Indubitavelmente, se há homens que dedicam a sua vida à causa pública, com total entrega, honestidade, inteligência e dedicação, Manuel Daniel, é um desses raros exemplos – Sim, então  num tempo em que vão escasseando exemplos dignos de referência: ele pode olhar para o seu passado, com orgulho e de cabeça erguida - Numa longa carreira, com desempenhos  nas tesourarias e repartições de Finanças da Meda, Pombal, S. João da Pesqueira, Reguengos de Monsaraz, Vila Nova de Foz Côa e Guarda, culminando como dirigente superior da Direção Geral do Tesouro, no Ministério das Finanças, onde foi responsável pelos serviços técnicos e financeiros das Tesourarias da fazenda Pública.

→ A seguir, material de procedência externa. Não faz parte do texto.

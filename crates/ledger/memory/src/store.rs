use std::collections::{HashMap, HashSet};

use async_trait::async_trait;
use chrono::{DateTime, Utc};
use parking_lot::Mutex;
use tokio::sync::broadcast;

use mediagate_core::{AttachmentId, ContentHash, Fingerprint, HashRecord, RetryQueueRecord};
use mediagate_ledger::{ChangeFeed, LedgerChange, LedgerError, LedgerStore};

#[derive(Debug, Default)]
struct Tables {
    hash_records: Vec<HashRecord>,
    blocked: HashSet<Fingerprint>,
    retries: HashMap<AttachmentId, RetryQueueRecord>,
}

/// In-memory ledger store.
///
/// Both tables sit behind one mutex, so every operation is serialized.
/// Changes are published after the lock has been released.
#[derive(Debug, Default)]
pub struct MemoryLedgerStore {
    tables: Mutex<Tables>,
    feed: ChangeFeed,
}

impl MemoryLedgerStore {
    /// Create an empty store.
    pub fn new() -> Self {
        Self::default()
    }

    /// Create an empty store with a custom commit-feed capacity.
    pub fn with_feed_capacity(capacity: usize) -> Self {
        Self {
            tables: Mutex::default(),
            feed: ChangeFeed::new(capacity),
        }
    }
}

#[async_trait]
impl LedgerStore for MemoryLedgerStore {
    async fn insert_hash_record(&self, record: &HashRecord) -> Result<(), LedgerError> {
        self.tables.lock().hash_records.push(record.clone());
        self.feed.publish(LedgerChange::HashRecorded {
            hash: record.hash.clone(),
            blocked: record.blocked,
        });
        Ok(())
    }

    async fn set_blocked(&self, hash: &Fingerprint, blocked: bool) -> Result<u64, LedgerError> {
        let (changed, rows) = {
            let mut tables = self.tables.lock();
            let changed = if blocked {
                tables.blocked.insert(hash.clone())
            } else {
                tables.blocked.remove(hash)
            };
            let mut rows = 0;
            for record in tables.hash_records.iter_mut().filter(|r| &r.hash == hash) {
                record.blocked = blocked;
                rows += 1;
            }
            (changed, rows)
        };
        if changed || rows > 0 {
            self.feed.publish(LedgerChange::BlockChanged {
                hash: hash.clone(),
                blocked,
                rows,
            });
        }
        Ok(rows)
    }

    async fn is_blocked(&self, hash: &Fingerprint) -> Result<bool, LedgerError> {
        Ok(self.tables.lock().blocked.contains(hash))
    }

    async fn hash_records(&self) -> Result<Vec<HashRecord>, LedgerError> {
        Ok(self.tables.lock().hash_records.clone())
    }

    async fn prune_hash_records(&self, older_than: DateTime<Utc>) -> Result<u64, LedgerError> {
        let removed = {
            let tables = &mut *self.tables.lock();
            let before = tables.hash_records.len();
            let blocked = &tables.blocked;
            tables.hash_records.retain(|r| {
                r.blocked || r.timestamp >= older_than || blocked.contains(&r.hash)
            });
            (before - tables.hash_records.len()) as u64
        };
        if removed > 0 {
            self.feed.publish(LedgerChange::Pruned { removed });
        }
        Ok(removed)
    }

    async fn upsert_retry(
        &self,
        attachment_id: &AttachmentId,
        content_hash: &ContentHash,
        next_retry_at: DateTime<Utc>,
    ) -> Result<RetryQueueRecord, LedgerError> {
        let (record, inserted) = {
            let mut tables = self.tables.lock();
            match tables.retries.get_mut(attachment_id) {
                Some(existing) => {
                    existing.content_hash = content_hash.clone();
                    existing.next_retry_at = next_retry_at;
                    existing.retry_attempt = 0;
                    (existing.clone(), false)
                }
                None => {
                    let record = RetryQueueRecord::new(
                        attachment_id.clone(),
                        content_hash.clone(),
                        next_retry_at,
                    );
                    tables.retries.insert(attachment_id.clone(), record.clone());
                    (record, true)
                }
            }
        };
        let attachment_id = attachment_id.clone();
        self.feed.publish(if inserted {
            LedgerChange::RetryInserted {
                attachment_id,
                next_retry_at,
            }
        } else {
            LedgerChange::RetryUpdated {
                attachment_id,
                next_retry_at,
            }
        });
        Ok(record)
    }

    async fn retry_record(
        &self,
        attachment_id: &AttachmentId,
    ) -> Result<Option<RetryQueueRecord>, LedgerError> {
        Ok(self.tables.lock().retries.get(attachment_id).cloned())
    }

    async fn retry_records(&self) -> Result<Vec<RetryQueueRecord>, LedgerError> {
        let mut records: Vec<_> = self.tables.lock().retries.values().cloned().collect();
        records.sort_by_key(|r| r.next_retry_at);
        Ok(records)
    }

    async fn due_retries(&self, now: DateTime<Utc>) -> Result<Vec<RetryQueueRecord>, LedgerError> {
        let mut due: Vec<_> = self
            .tables
            .lock()
            .retries
            .values()
            .filter(|r| r.is_due(now))
            .cloned()
            .collect();
        due.sort_by_key(|r| r.next_retry_at);
        Ok(due)
    }

    async fn update_retry(&self, record: &RetryQueueRecord) -> Result<bool, LedgerError> {
        let updated = {
            let mut tables = self.tables.lock();
            match tables.retries.get_mut(&record.attachment_id) {
                Some(existing) if existing.id == record.id => {
                    existing.retry_attempt = record.retry_attempt;
                    existing.next_retry_at = record.next_retry_at;
                    true
                }
                _ => false,
            }
        };
        if updated {
            self.feed.publish(LedgerChange::RetryUpdated {
                attachment_id: record.attachment_id.clone(),
                next_retry_at: record.next_retry_at,
            });
        }
        Ok(updated)
    }

    async fn delete_retry(&self, attachment_id: &AttachmentId) -> Result<bool, LedgerError> {
        let existed = self.tables.lock().retries.remove(attachment_id).is_some();
        if existed {
            self.feed.publish(LedgerChange::RetryDeleted {
                attachment_id: attachment_id.clone(),
            });
        }
        Ok(existed)
    }

    async fn delete_retry_record(&self, record: &RetryQueueRecord) -> Result<bool, LedgerError> {
        let removed = {
            let mut tables = self.tables.lock();
            let unchanged = tables.retries.get(&record.attachment_id).is_some_and(|current| {
                current.id == record.id
                    && current.content_hash == record.content_hash
                    && current.next_retry_at == record.next_retry_at
            });
            unchanged && tables.retries.remove(&record.attachment_id).is_some()
        };
        if removed {
            self.feed.publish(LedgerChange::RetryDeleted {
                attachment_id: record.attachment_id.clone(),
            });
        }
        Ok(removed)
    }

    async fn next_retry_at(&self) -> Result<Option<DateTime<Utc>>, LedgerError> {
        Ok(self
            .tables
            .lock()
            .retries
            .values()
            .map(|r| r.next_retry_at)
            .min())
    }

    fn subscribe(&self) -> broadcast::Receiver<LedgerChange> {
        self.feed.subscribe()
    }
}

A par da sua vida profissional, foi ao mesmo tempo desenvolvendo o gosto pela literatura – Lendo as obras dos melhores autores, escrevendo poemas, contos e peças infantis e manifestando o seu apego ao jornalismo: iniciou a suas primeiras colaborações, em 1954, em “Luz da Beira”,  jornal de Meda, a sua terra natal, que ajudaria também a fundar,  colaboração que manteve durante 20 anos, creio que até à sua extinção.  Nesse recuados anos, estendeu ainda o seu contributo jornalístico aos jornais a ”Palavra”, de Reguengos de Monsaraz – 1964-1968. Em Moura, colabora com a “Planície”- 1961- 1962. Posteriormente, já com residência em Foz Côa, publica vários artigos na “Coavisão” edição do município. Foi colaborador da “Capital” e um dos mais considerados e ativos colaboradores do jornal “O Fozcoense”

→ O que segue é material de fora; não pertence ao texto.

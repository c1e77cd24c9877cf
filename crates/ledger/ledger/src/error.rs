/// Errors that can occur during ledger operations.
#[derive(Debug, Clone, thiserror::Error)]
pub enum LedgerError {
    /// The storage backend could not be reached.
    #[error("connection error: {0}")]
    Connection(String),

    /// The storage backend rejected or failed the operation.
    #[error("backend error: {0}")]
    Backend(String),

    /// A stored row could not be converted into a record.
    #[error("serialization error: {0}")]
    Serialization(String),

    /// The requested record does not exist.
    #[error("not found: {0}")]
    NotFound(String),
}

Manuel Daniel, é casado com Alice Daniel, pai de dois filhos: do Dr. João Paulo Daniel,   o guitarrista do extinto grupo Requiem Pelos Vivos, bem como Eng.Pedro Daniel,   Eng.º Pedro Daniel, dinâmico  Coordenador e Técnico da empresa Fozcôactiva, ambos ligados de coração e alma por Foz Côa, à semelhança dos seus pais.